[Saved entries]

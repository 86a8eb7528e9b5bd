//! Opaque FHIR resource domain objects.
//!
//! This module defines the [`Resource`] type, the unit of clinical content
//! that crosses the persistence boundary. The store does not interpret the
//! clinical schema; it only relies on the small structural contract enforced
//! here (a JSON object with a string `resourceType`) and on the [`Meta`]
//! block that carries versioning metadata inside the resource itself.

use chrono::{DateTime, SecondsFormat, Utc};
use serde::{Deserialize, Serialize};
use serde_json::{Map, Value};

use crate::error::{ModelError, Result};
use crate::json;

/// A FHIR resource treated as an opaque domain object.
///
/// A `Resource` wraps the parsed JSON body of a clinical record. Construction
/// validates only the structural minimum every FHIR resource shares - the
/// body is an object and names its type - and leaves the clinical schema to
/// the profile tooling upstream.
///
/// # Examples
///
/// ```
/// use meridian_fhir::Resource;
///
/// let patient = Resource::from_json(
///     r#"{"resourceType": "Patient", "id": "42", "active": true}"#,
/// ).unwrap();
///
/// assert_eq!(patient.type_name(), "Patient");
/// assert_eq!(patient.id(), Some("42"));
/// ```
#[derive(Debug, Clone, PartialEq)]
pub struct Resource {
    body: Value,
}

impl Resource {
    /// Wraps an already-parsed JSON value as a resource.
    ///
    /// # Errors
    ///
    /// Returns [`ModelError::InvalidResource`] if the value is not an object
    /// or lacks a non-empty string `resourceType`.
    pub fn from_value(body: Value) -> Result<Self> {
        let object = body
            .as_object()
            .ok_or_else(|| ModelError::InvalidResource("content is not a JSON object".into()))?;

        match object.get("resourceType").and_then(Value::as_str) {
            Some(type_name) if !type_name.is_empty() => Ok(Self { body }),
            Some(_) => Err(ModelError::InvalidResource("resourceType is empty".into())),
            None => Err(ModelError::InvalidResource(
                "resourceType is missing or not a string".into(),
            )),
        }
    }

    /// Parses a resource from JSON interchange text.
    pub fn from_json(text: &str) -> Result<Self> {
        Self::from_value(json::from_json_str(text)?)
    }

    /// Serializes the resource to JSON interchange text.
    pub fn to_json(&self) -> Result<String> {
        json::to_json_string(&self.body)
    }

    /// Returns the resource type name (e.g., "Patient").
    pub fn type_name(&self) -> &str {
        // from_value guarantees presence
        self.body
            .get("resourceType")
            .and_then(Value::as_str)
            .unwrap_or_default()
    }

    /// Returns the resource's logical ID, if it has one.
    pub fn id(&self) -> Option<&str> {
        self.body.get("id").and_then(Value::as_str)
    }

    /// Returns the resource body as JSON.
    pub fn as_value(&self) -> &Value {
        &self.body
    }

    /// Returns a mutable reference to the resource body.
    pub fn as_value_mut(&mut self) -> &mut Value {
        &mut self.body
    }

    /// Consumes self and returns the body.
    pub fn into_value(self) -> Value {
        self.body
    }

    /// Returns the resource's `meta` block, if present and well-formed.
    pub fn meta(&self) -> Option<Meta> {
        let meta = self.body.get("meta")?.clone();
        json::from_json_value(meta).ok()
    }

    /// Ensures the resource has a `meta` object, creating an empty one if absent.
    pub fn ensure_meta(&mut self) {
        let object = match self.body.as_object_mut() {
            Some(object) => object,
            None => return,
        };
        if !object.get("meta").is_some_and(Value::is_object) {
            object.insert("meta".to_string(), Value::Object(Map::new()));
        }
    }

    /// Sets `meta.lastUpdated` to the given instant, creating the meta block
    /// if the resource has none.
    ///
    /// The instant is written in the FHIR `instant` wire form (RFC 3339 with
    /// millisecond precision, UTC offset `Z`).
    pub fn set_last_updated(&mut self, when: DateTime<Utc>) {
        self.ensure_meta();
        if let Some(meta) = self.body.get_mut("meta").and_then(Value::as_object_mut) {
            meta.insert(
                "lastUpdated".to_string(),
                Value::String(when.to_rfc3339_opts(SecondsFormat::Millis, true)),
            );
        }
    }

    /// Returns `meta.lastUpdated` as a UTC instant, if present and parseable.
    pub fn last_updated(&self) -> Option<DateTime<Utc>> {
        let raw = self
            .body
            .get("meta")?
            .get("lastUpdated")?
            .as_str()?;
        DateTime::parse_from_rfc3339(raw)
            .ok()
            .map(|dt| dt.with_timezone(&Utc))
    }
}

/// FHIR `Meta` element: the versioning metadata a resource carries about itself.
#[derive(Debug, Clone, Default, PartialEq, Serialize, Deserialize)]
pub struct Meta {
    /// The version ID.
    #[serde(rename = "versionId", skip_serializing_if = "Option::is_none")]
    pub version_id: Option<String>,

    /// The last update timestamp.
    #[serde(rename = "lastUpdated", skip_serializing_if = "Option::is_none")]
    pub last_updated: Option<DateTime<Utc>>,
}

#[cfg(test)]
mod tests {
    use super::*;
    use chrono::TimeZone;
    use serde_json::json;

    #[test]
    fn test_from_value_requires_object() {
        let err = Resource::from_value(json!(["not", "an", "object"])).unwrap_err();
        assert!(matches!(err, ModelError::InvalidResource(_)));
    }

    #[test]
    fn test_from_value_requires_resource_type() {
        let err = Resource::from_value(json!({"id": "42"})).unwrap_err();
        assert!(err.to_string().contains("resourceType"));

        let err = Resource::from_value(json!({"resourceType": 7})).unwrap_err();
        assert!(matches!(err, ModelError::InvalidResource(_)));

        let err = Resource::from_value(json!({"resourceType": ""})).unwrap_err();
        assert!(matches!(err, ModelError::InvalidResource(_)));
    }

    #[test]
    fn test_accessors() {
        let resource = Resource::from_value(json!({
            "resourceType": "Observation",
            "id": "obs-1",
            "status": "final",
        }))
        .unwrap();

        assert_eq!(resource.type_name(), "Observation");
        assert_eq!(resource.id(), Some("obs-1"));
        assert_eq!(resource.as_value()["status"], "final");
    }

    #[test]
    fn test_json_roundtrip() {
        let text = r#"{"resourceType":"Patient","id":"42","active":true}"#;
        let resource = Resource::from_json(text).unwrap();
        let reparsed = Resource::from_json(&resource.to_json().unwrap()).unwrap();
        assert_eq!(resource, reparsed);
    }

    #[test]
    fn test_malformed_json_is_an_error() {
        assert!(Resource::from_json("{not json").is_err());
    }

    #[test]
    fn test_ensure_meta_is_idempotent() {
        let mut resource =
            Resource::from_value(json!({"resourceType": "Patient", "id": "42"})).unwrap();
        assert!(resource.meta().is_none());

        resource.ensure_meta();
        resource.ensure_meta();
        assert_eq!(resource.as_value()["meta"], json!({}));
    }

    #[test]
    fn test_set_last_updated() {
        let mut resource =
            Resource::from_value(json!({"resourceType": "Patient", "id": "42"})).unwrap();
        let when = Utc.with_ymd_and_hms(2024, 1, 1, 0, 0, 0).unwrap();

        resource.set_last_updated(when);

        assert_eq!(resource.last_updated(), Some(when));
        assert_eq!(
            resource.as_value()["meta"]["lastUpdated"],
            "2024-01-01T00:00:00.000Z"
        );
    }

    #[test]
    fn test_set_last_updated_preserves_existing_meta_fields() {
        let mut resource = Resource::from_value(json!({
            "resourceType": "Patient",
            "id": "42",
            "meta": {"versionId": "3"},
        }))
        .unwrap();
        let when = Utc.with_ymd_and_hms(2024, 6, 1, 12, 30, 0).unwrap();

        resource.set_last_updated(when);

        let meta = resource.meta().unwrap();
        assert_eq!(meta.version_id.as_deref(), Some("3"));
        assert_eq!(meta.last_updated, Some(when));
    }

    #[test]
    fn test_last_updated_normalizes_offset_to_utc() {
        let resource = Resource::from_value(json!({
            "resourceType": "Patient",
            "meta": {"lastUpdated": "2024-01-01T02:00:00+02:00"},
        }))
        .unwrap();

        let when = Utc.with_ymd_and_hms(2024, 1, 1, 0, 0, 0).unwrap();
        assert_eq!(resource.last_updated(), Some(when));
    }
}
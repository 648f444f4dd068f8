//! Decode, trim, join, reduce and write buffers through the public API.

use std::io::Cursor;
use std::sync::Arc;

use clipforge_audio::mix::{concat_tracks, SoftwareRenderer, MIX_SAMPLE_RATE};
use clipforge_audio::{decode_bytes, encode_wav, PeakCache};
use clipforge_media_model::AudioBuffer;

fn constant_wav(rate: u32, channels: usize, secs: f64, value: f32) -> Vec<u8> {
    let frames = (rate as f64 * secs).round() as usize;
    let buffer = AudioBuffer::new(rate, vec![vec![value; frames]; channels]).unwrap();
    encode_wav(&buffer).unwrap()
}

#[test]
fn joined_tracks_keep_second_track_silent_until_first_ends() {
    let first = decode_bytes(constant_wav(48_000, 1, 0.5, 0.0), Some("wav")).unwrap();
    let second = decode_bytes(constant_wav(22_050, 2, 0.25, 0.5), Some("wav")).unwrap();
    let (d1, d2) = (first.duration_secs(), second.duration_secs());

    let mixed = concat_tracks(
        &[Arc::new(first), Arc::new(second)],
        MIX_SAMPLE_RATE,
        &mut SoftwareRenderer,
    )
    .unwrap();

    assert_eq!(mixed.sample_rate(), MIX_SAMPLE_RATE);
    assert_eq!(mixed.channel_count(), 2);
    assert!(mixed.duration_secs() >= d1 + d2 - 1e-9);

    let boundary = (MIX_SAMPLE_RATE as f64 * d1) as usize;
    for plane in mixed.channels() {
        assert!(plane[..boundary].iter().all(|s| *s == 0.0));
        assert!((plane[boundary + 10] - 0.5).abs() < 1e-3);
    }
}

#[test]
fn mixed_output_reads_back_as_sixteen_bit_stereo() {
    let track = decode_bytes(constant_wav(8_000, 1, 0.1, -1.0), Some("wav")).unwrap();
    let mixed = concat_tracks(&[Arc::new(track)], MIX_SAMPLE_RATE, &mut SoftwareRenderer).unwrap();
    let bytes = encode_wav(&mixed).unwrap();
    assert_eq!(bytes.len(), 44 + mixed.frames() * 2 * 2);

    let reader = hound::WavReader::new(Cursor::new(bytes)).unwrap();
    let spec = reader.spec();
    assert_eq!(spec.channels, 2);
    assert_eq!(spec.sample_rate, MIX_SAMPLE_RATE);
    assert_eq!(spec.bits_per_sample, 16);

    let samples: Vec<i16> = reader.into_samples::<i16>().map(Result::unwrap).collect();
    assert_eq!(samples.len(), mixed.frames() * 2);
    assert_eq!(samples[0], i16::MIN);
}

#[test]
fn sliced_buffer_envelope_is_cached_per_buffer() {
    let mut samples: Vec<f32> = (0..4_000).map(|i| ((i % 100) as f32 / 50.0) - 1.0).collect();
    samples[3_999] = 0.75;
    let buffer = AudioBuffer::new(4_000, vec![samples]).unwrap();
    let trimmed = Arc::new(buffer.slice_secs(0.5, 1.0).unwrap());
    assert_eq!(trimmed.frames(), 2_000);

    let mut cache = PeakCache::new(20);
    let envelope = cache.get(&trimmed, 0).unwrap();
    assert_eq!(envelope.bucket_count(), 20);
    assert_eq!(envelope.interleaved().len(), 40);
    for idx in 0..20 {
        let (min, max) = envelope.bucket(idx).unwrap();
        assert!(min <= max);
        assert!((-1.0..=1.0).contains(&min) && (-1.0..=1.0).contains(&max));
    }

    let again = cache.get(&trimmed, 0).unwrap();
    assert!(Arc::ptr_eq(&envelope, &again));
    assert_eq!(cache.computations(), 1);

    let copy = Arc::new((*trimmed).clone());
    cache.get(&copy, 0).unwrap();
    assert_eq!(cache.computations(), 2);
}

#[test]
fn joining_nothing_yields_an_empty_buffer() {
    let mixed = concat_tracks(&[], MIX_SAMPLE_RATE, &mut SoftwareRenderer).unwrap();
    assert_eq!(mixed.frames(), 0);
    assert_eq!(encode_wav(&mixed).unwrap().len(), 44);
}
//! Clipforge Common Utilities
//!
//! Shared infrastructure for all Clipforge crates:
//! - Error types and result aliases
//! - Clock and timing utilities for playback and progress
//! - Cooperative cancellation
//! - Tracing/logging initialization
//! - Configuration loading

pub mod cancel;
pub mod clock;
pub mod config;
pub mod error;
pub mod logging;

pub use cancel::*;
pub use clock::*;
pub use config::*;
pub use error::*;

▶ **Problem to work on**
Could you transcribe the entries above word for word, from the line with "let buffer = AudioBuffer::new(4_000, vec![samples]).unwrap();" down to the line with "Shared infrastructure for", keeping both?

▶ **Final answer**
    let buffer = AudioBuffer::new(4_000, vec![samples]).unwrap();
    let trimmed = Arc::new(buffer.slice_secs(0.5, 1.0).unwrap());
    assert_eq!(trimmed.frames(), 2_000);

    let mut cache = PeakCache::new(20);
    let envelope = cache.get(&trimmed, 0).unwrap();
    assert_eq!(envelope.bucket_count(), 20);
    assert_eq!(envelope.interleaved().len(), 40);
    for idx in 0..20 {
        let (min, max) = envelope.bucket(idx).unwrap();
        assert!(min <= max);
        assert!((-1.0..=1.0).contains(&min) && (-1.0..=1.0).contains(&max));
    }

    let again = cache.get(&trimmed, 0).unwrap();
    assert!(Arc::ptr_eq(&envelope, &again));
    assert_eq!(cache.computations(), 1);

    let copy = Arc::new((*trimmed).clone());
    cache.get(&copy, 0).unwrap();
    assert_eq!(cache.computations(), 2);
}

#[test]
fn joining_nothing_yields_an_empty_buffer() {
    let mixed = concat_tracks(&[], MIX_SAMPLE_RATE, &mut SoftwareRenderer).unwrap();
    assert_eq!(mixed.frames(), 0);
    assert_eq!(encode_wav(&mixed).unwrap().len(), 44);
}
//! Clipforge Common Utilities
//!
//! Shared infrastructure for all Clipforge crates:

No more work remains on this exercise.